What’s all this about ballooning spiders?
 
Anderson: Well, I really thought that would be kind of fun to talk about, because it’s something I really look forward to trying to catch a glimpse of in the fall. Especially on those days when it’s the nicest to be out in the fall, you know, clear, bluebird-blue sky days where the temperatures may be getting up to 50 or even higher some days, and there’s not a huge wind, but a nice, kind of steady breeze. Those are the kinds of days in the fall that spiders use to disperse. Most all critters have to have some way of moving away from each other, because, if you’re a female spider and you’ve hatched out 2 or 3 broods of hundreds of little spiders, even if just a few of those from each brood make it, you can’t all live right there, there isn’t enough for everyone. So, you’ve got to move out and move to new places and spread the genes around, so that we create a lot of genetic diversity within the population. So, there are evolutionary advantages to moving.
 
So, they can’t move far enough away by walking. They have to catch a plane, right?
 
Anderson: Exactly. They have this just amazing thing they do, which, a good place to see would be to go out to somewhere that is an opening, that has a good sunny spot where the breeze is breezing through, and look on the tops of whatever the vegetation is, and try to watch for spiders out on the tops of those. And how they do this is they throw out their silk in a long line and they just keep letting it go out, and the breeze, of course, will pick that up.
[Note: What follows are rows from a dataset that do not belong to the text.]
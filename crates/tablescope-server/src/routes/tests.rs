// crates/tablescope-server/src/routes/tests.rs
// ============================================================================
// Module: HTTP Route Unit Tests
// Description: Handler behavior against an on-disk SQLite database.
// Purpose: Validate payload parsing, status mapping, and the envelope.
// Dependencies: tablescope-server
// ============================================================================

//! ## Overview
//! Calls handlers directly with extracted arguments and inspects the
//! serialized envelope.

// ============================================================================
// SECTION: Lint Configuration
// ============================================================================

#![allow(
    clippy::panic,
    clippy::unwrap_used,
    clippy::expect_used,
    clippy::use_debug,
    clippy::panic_in_result_fn,
    clippy::unwrap_in_result,
    reason = "Test-only handler assertions."
)]

// ============================================================================
// SECTION: Imports
// ============================================================================

use axum::body::Bytes;
use axum::extract::Path;
use axum::extract::State;
use axum::http::StatusCode;
use axum::response::IntoResponse;
use serde_json::Value;
use serde_json::json;
use tablescope_core::BrowserEngine;
use tablescope_core::StatementRunner;
use tablescope_store_sqlite::SqliteDatabase;
use tablescope_store_sqlite::SqliteDatabaseConfig;
use tempfile::TempDir;

use super::ApiResponse;
use super::AppState;
use super::build_router;
use super::create_table;
use super::delete_row;
use super::describe_table;
use super::drop_table;
use super::get_record;
use super::health;
use super::insert_row;
use super::list_saved_queries;
use super::list_tables;
use super::preview_update;
use super::run_query;
use super::save_query;
use super::table_rows;

// ============================================================================
// SECTION: Fixtures
// ============================================================================

const SCHEMA: &str = "
    CREATE TABLE customers (
        id INTEGER PRIMARY KEY AUTOINCREMENT,
        name TEXT NOT NULL,
        nickname TEXT DEFAULT 'anon'
    );
    CREATE TABLE orders (
        id INTEGER PRIMARY KEY AUTOINCREMENT,
        customer_id INTEGER REFERENCES customers (id)
    );
    INSERT INTO customers (name) VALUES ('Ann'), ('Bo'), ('Cy');
";

fn fixture() -> (TempDir, AppState) {
    let temp = TempDir::new().unwrap();
    let config = SqliteDatabaseConfig::for_path(temp.path().join("routes.db"));
    let database = SqliteDatabase::new(config).unwrap();
    database.execute_batch(SCHEMA).unwrap();
    (temp, AppState::new(BrowserEngine::new(database)))
}

fn body(value: &Value) -> Bytes {
    Bytes::from(value.to_string())
}

async fn envelope(response: ApiResponse) -> (StatusCode, Value) {
    let response = response.into_response();
    let status = response.status();
    let bytes = axum::body::to_bytes(response.into_body(), usize::MAX).await.unwrap();
    (status, serde_json::from_slice(&bytes).unwrap())
}

// ============================================================================
// SECTION: Tests
// ============================================================================

#[tokio::test]
async fn router_registers_every_route() {
    let (_temp, state) = fixture();
    let _router = build_router(state, 1024);
}

#[tokio::test]
async fn health_reports_ready() {
    let (_temp, state) = fixture();
    let (status, json) = envelope(health(State(state)).await).await;

    assert_eq!(status, StatusCode::OK);
    assert_eq!(json, json!({"success": true, "data": "ready"}));
}

#[tokio::test]
async fn list_tables_wraps_names() {
    let (_temp, state) = fixture();
    let (status, json) = envelope(list_tables(State(state)).await).await;

    assert_eq!(status, StatusCode::OK);
    assert_eq!(json["data"], json!(["customers", "orders"]));
}

#[tokio::test]
async fn insert_then_read_rows() {
    let (_temp, state) = fixture();
    let request = json!({"tablename": "customers", "dataArray": {"name": "Dee", "nickname": ""}});
    let (status, json) = envelope(insert_row(State(state.clone()), body(&request)).await).await;
    assert_eq!(status, StatusCode::OK);
    assert_eq!(json, json!({"success": true}));

    let (_, json) =
        envelope(table_rows(State(state), Path("customers".to_string())).await).await;
    let rows = json["data"].as_array().unwrap();
    assert_eq!(rows.len(), 4);
    assert_eq!(rows[3], json!({"id": 4, "name": "Dee", "nickname": "anon"}));
}

#[tokio::test]
async fn malformed_bodies_are_bad_requests() {
    let (_temp, state) = fixture();
    let (status, json) =
        envelope(insert_row(State(state), Bytes::from_static(b"{not json")).await).await;

    assert_eq!(status, StatusCode::BAD_REQUEST);
    assert_eq!(json["success"], json!(false));
    assert!(json["error"].as_str().unwrap().starts_with("invalid request body"));
}

#[tokio::test]
async fn unknown_tables_are_bad_requests() {
    let (_temp, state) = fixture();
    let request = json!({"tablename": "ghost", "dataArray": {"name": "x"}});
    let (status, json) = envelope(insert_row(State(state), body(&request)).await).await;

    assert_eq!(status, StatusCode::BAD_REQUEST);
    assert!(json["error"].as_str().unwrap().contains("ghost"));
}

#[tokio::test]
async fn describe_attaches_foreign_key_candidates() {
    let (_temp, state) = fixture();
    let (status, json) =
        envelope(describe_table(State(state), Path("orders".to_string())).await).await;

    assert_eq!(status, StatusCode::OK);
    assert_eq!(json["data"][0]["field"], json!("customer_id"));
    assert_eq!(json["data"][0]["fk"], json!([1, 2, 3]));
}

#[tokio::test]
async fn count_query_returns_scalar_summary() {
    let (_temp, state) = fixture();
    let request = json!({"sqlQuery": "SELECT COUNT(*) FROM customers"});
    let (status, json) = envelope(run_query(State(state), body(&request)).await).await;

    assert_eq!(status, StatusCode::OK);
    assert_eq!(json["data"], json!({"type": "string", "data": "Count result is 3"}));
}

#[tokio::test]
async fn engine_failures_keep_the_engine_message() {
    let (_temp, state) = fixture();
    let request = json!({"sqlQuery": "SELECT * FROM nope"});
    let (status, json) = envelope(run_query(State(state), body(&request)).await).await;

    assert_eq!(status, StatusCode::INTERNAL_SERVER_ERROR);
    assert_eq!(json, json!({"success": false, "error": "no such table: nope"}));
}

#[tokio::test]
async fn preview_update_renders_without_executing() {
    let (_temp, state) = fixture();
    let request = json!({
        "tablename": "customers",
        "dataArray": {"name": "x"},
        "userId": 2,
        "id_label": "id"
    });
    let (status, json) = envelope(preview_update(State(state.clone()), body(&request)).await).await;

    assert_eq!(status, StatusCode::OK);
    assert_eq!(json["data"], json!("UPDATE \"customers\" SET \"name\" = 'x' WHERE \"id\" = 2;"));
    let (_, record) = envelope(
        get_record(
            State(state),
            Path(("customers".to_string(), "id".to_string(), "2".to_string())),
        )
        .await,
    )
    .await;
    assert_eq!(record["data"][0]["name"], json!("Bo"));
}

#[tokio::test]
async fn create_delete_and_drop_round_trip() {
    let (_temp, state) = fixture();
    let create = json!({"tableName": "pets", "data": [{"field": "name", "type": "TEXT"}]});
    let (status, _) = envelope(create_table(State(state.clone()), body(&create)).await).await;
    assert_eq!(status, StatusCode::OK);

    let insert = json!({"tablename": "pets", "dataArray": {"name": "Rex"}});
    envelope(insert_row(State(state.clone()), body(&insert)).await).await;
    let delete = json!({"tablename": "pets", "id": 1});
    let (status, _) = envelope(delete_row(State(state.clone()), body(&delete)).await).await;
    assert_eq!(status, StatusCode::OK);
    let (_, rows) = envelope(table_rows(State(state.clone()), Path("pets".to_string())).await).await;
    assert_eq!(rows["data"], json!([]));

    let drop = json!({"tablename": "pets"});
    let (status, _) = envelope(drop_table(State(state.clone()), body(&drop)).await).await;
    assert_eq!(status, StatusCode::OK);
    let (_, tables) = envelope(list_tables(State(state)).await).await;
    assert_eq!(tables["data"], json!(["customers", "orders"]));
}

#[tokio::test]
async fn duplicate_create_columns_are_bad_requests() {
    let (_temp, state) = fixture();
    let create = json!({
        "tableName": "pets",
        "data": [{"field": "name", "type": "TEXT"}, {"field": "NAME", "type": "TEXT"}]
    });
    let (status, json) = envelope(create_table(State(state), body(&create)).await).await;

    assert_eq!(status, StatusCode::BAD_REQUEST);
    assert_eq!(json["success"], json!(false));
}

#[tokio::test]
async fn saved_queries_round_trip() {
    let (_temp, state) = fixture();
    let request = json!({"name": "everyone", "sqlStatement": "SELECT * FROM customers"});
    let (status, json) = envelope(save_query(State(state.clone()), body(&request)).await).await;
    assert_eq!(status, StatusCode::OK);
    assert_eq!(json["data"]["id"], json!(1));

    let (_, json) = envelope(list_saved_queries(State(state)).await).await;
    assert_eq!(
        json["data"],
        json!([{"id": 1, "name": "everyone", "sqlStatement": "SELECT * FROM customers"}])
    );
}
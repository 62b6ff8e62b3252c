// crates/tablescope-core/tests/introspector_unit.rs
// ============================================================================
// Module: Schema Introspector Tests
// Description: Column classification and default detection.
// Purpose: Verify system-column filtering and table lookup failures.
// ============================================================================

//! Schema introspector unit tests.

#![allow(
    clippy::panic,
    clippy::unwrap_used,
    clippy::expect_used,
    clippy::use_debug,
    reason = "Test-only assertions and helpers are permitted."
)]

mod common;

use common::FakeDatabase;
use common::column;
use common::defaulted;
use common::id_column;
use tablescope_core::ColumnInfo;
use tablescope_core::EngineError;
use tablescope_core::SchemaIntrospector;

fn orders() -> FakeDatabase {
    FakeDatabase::new()
        .with_table(
            "orders",
            vec![
                id_column("id"),
                column("customer_id", "INTEGER"),
                defaulted("status", "TEXT", "'new'"),
                column("placed_at", "datetime"),
                column("shipped", "TIMESTAMP"),
            ],
        )
        .with_table("codes", vec![text_key("code")])
        .with_create_statement(
            "orders",
            "CREATE TABLE orders (id INTEGER PRIMARY KEY, customer_id INTEGER,\n  status   TEXT \
             DEFAULT 'new', placed_at datetime, shipped TIMESTAMP)",
        )
}

fn text_key(name: &str) -> ColumnInfo {
    ColumnInfo {
        primary_key: true,
        ..column(name, "TEXT")
    }
}

#[test]
fn insertable_columns_exclude_every_system_column() {
    let db = orders();
    let introspector = SchemaIntrospector::new(&db);
    let all = introspector.describe_columns("orders", true).unwrap();
    let insertable = introspector.describe_columns("orders", false).unwrap();

    assert_eq!(all.len(), 5);
    let fields: Vec<&str> = insertable.iter().map(|column| column.field.as_str()).collect();
    assert_eq!(fields, vec!["customer_id", "status"]);
    for column in &all {
        let system = column.has_auto_increment
            || ["DATETIME", "TIMESTAMP"].contains(&column.column_type.to_ascii_uppercase().as_str());
        assert_eq!(system, !fields.contains(&column.field.as_str()), "{}", column.field);
    }
}

#[test]
fn text_primary_keys_are_insertable() {
    let db = orders();
    let columns = SchemaIntrospector::new(&db).describe_columns("codes", false).unwrap();

    assert_eq!(columns.len(), 1);
    assert!(columns[0].is_primary_key);
    assert!(!columns[0].has_auto_increment);
}

#[test]
fn structured_defaults_flag_columns() {
    let db = orders();
    let columns = SchemaIntrospector::new(&db).describe_columns("orders", false).unwrap();

    assert!(!columns[0].has_default);
    assert!(columns[1].has_default);
}

#[test]
fn all_system_columns_is_no_insertable_columns() {
    let db = FakeDatabase::new()
        .with_table("audit", vec![id_column("id"), column("at", "DATETIME")]);
    let err = SchemaIntrospector::new(&db).describe_columns("audit", false).unwrap_err();

    assert_eq!(
        err,
        EngineError::NoInsertableColumns {
            table: "audit".to_string()
        }
    );
}

#[test]
fn unknown_tables_are_not_found() {
    let db = orders();
    let introspector = SchemaIntrospector::new(&db);

    for include_system in [true, false] {
        let err = introspector.describe_columns("missing", include_system).unwrap_err();
        assert_eq!(
            err,
            EngineError::TableNotFound {
                table: "missing".to_string()
            }
        );
    }
}

#[test]
fn has_column_default_matches_declaration_text() {
    let db = orders();
    let introspector = SchemaIntrospector::new(&db);

    assert!(introspector.has_column_default("orders", "TEXT", "status").unwrap());
    assert!(introspector.has_column_default("orders", "text", "STATUS").unwrap());
    assert!(!introspector.has_column_default("orders", "INTEGER", "customer_id").unwrap());

    let err = introspector.has_column_default("ghost", "TEXT", "name").unwrap_err();
    assert!(matches!(err, EngineError::TableNotFound { .. }), "{err:?}");
}

#[test]
fn tables_without_constraints_have_no_foreign_keys() {
    let db = orders();

    assert!(SchemaIntrospector::new(&db).describe_foreign_keys("orders").unwrap().is_empty());
}

#[test]
fn identifiers_resolve_to_canonical_spelling() {
    let db = orders();
    let introspector = SchemaIntrospector::new(&db);

    assert_eq!(introspector.require_table("ORDERS").unwrap(), "orders");
    assert_eq!(introspector.require_column("orders", "Status").unwrap().name, "status");
    assert!(matches!(
        introspector.require_table("orders2"),
        Err(EngineError::UnknownTable { .. })
    ));
}
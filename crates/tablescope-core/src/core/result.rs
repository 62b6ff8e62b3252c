// crates/tablescope-core/src/core/result.rs
// ============================================================================
// Module: Tablescope Results
// Description: Generated statements and normalized execution results.
// Purpose: Give every execution path one result shape.
// Dependencies: serde, crate::core::{error, value}
// ============================================================================

//! ## Overview
//! A [`GeneratedStatement`] is SQL text with positional `?` placeholders and
//! the values bound to them. An [`ExecutionResult`] is produced once per
//! execution and distinguishes "succeeded with zero rows" from "failed".

// ============================================================================
// SECTION: Imports
// ============================================================================

use serde::Serialize;

use crate::core::error::EngineError;
use crate::core::value::Row;
use crate::core::value::SqlValue;

// ============================================================================
// SECTION: Generated Statements
// ============================================================================

/// Classification attached to generated SQL.
#[derive(Debug, Clone, Copy, PartialEq, Eq, Serialize)]
#[serde(rename_all = "snake_case")]
pub enum StatementKind {
    /// Returns rows and never mutates.
    Read,
    /// DML or DDL with no result set.
    Write,
}

/// SQL text plus the values bound to its placeholders.
///
/// # Invariants
/// - `params.len()` equals the number of `?` placeholders in `sql`.
/// - Identifiers in `sql` are quoted; values never appear inline.
#[derive(Debug, Clone, PartialEq, Serialize)]
pub struct GeneratedStatement {
    /// Statement text with `?` placeholders.
    pub sql: String,
    /// Bound values in placeholder order.
    pub params: Vec<SqlValue>,
    /// Read or write classification.
    pub kind: StatementKind,
}

impl GeneratedStatement {
    /// Creates a read statement.
    #[must_use]
    pub const fn read(sql: String, params: Vec<SqlValue>) -> Self {
        Self {
            sql,
            params,
            kind: StatementKind::Read,
        }
    }

    /// Creates a write statement.
    #[must_use]
    pub const fn write(sql: String, params: Vec<SqlValue>) -> Self {
        Self {
            sql,
            params,
            kind: StatementKind::Write,
        }
    }

    /// Renders the statement with values inlined as literals.
    ///
    /// Placeholders are substituted left to right outside of quoted
    /// identifiers. The preview is for display and is never executed.
    #[must_use]
    pub fn render_preview(&self) -> String {
        let mut out = String::with_capacity(self.sql.len() + self.params.len() * 8);
        let mut params = self.params.iter();
        let mut in_identifier = false;
        for ch in self.sql.chars() {
            match ch {
                '"' => {
                    in_identifier = !in_identifier;
                    out.push(ch);
                }
                '?' if !in_identifier => match params.next() {
                    Some(value) => out.push_str(&value.render_literal()),
                    None => out.push(ch),
                },
                _ => out.push(ch),
            }
        }
        out.push(';');
        out
    }
}

// ============================================================================
// SECTION: Execution Results
// ============================================================================

/// Normalized outcome of one statement execution.
///
/// # Invariants
/// - `success == false` implies `error.is_some()`.
/// - Reads that match nothing succeed with `rows == Some(vec![])`.
#[derive(Debug, Clone, PartialEq, Serialize)]
#[serde(rename_all = "camelCase")]
pub struct ExecutionResult {
    /// True when the engine accepted the statement.
    pub success: bool,
    /// Result rows for reads.
    #[serde(skip_serializing_if = "Option::is_none")]
    pub rows: Option<Vec<Row>>,
    /// Engine error message, verbatim.
    #[serde(skip_serializing_if = "Option::is_none")]
    pub error: Option<String>,
    /// Wall-clock time spent in the engine, for reads.
    #[serde(skip_serializing_if = "Option::is_none")]
    pub elapsed_millis: Option<f64>,
}

impl ExecutionResult {
    /// Successful write with no result set.
    #[must_use]
    pub const fn write_ok() -> Self {
        Self {
            success: true,
            rows: None,
            error: None,
            elapsed_millis: None,
        }
    }

    /// Successful read.
    #[must_use]
    pub const fn read_ok(rows: Vec<Row>, elapsed_millis: f64) -> Self {
        Self {
            success: true,
            rows: Some(rows),
            error: None,
            elapsed_millis: Some(elapsed_millis),
        }
    }

    /// Failed execution carrying the engine's message.
    #[must_use]
    pub const fn failed(error: String, elapsed_millis: Option<f64>) -> Self {
        Self {
            success: false,
            rows: None,
            error: Some(error),
            elapsed_millis,
        }
    }

    /// Converts a failed result into [`EngineError::StorageEngine`].
    ///
    /// # Errors
    ///
    /// Returns the engine message when `success` is false.
    pub fn into_checked(self) -> Result<Self, EngineError> {
        if self.success {
            Ok(self)
        } else {
            Err(EngineError::StorageEngine(self.error.unwrap_or_default()))
        }
    }

    /// Returns the rows of a successful read.
    ///
    /// # Errors
    ///
    /// Returns [`EngineError::StorageEngine`] when the execution failed.
    pub fn into_rows(self) -> Result<Vec<Row>, EngineError> {
        let checked = self.into_checked()?;
        Ok(checked.rows.unwrap_or_default())
    }
}
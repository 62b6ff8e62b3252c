// crates/tablescope-core/src/runtime/mod.rs
// ============================================================================
// Module: Tablescope Runtime
// Description: Introspection, SQL generation, gating, execution, and FK lookup.
// Purpose: Compose storage capabilities into browsing operations.
// Dependencies: crate::{core, interfaces}
// ============================================================================

//! ## Overview
//! Runtime components borrow a storage capability and never hold global
//! state. They compose leaf-first: the introspector feeds the generator, the
//! executor runs what the generator builds, and the foreign-key resolver
//! drives all three. [`BrowserEngine`] owns the store and exposes the
//! routing-level operations.

pub mod engine;
pub mod executor;
pub mod foreign_keys;
pub mod gate;
pub mod generator;
pub mod introspector;

pub use engine::BrowserEngine;
pub use engine::QueryResponse;
pub use executor::QueryExecutor;
pub use foreign_keys::ForeignKeyResolver;
pub use gate::ClassifiedStatement;
pub use gate::StatementClass;
pub use gate::classify_statement;
pub use generator::SqlGenerator;
pub use generator::generate_create_table;
pub use introspector::SchemaIntrospector;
And they let it out and they let it out and then at some point, I don’t know how they decide or if it’s serendipitous, but they just take off on that silk like a kite, as if it were a kite or a balloon. That just takes them right up into the air, lofts them way up high, and there’s even been some collecting done in what’s called the Aolian sphere. That’s maybe not a common usage word, but that’s the very upper part of the atmosphere, and some spiders actually make it way up high, tens of thousands of feet high. So, ballooning spiders are definitely a potential thing to look for.
 
Well, now some spiders are pretty good size. Can they do that, too?
 
Anderson: No, they can’t. But, the small ones can. So, it’s worth paying attention to if you’re out on a nice hike somewhere and you come to one of those nice sunny openings on the kind of day I described. Just keep your eyes out. Or, if you get wound up in a bunch of gossamer, maybe you’re in someone’s flight path.
 
Chel Anderson, DNR botanist and plant ecologist, thanks for helping us understand what’s going on around us this fall, particularly those ballooning spiders.
 
Anderson: You’re very welcome.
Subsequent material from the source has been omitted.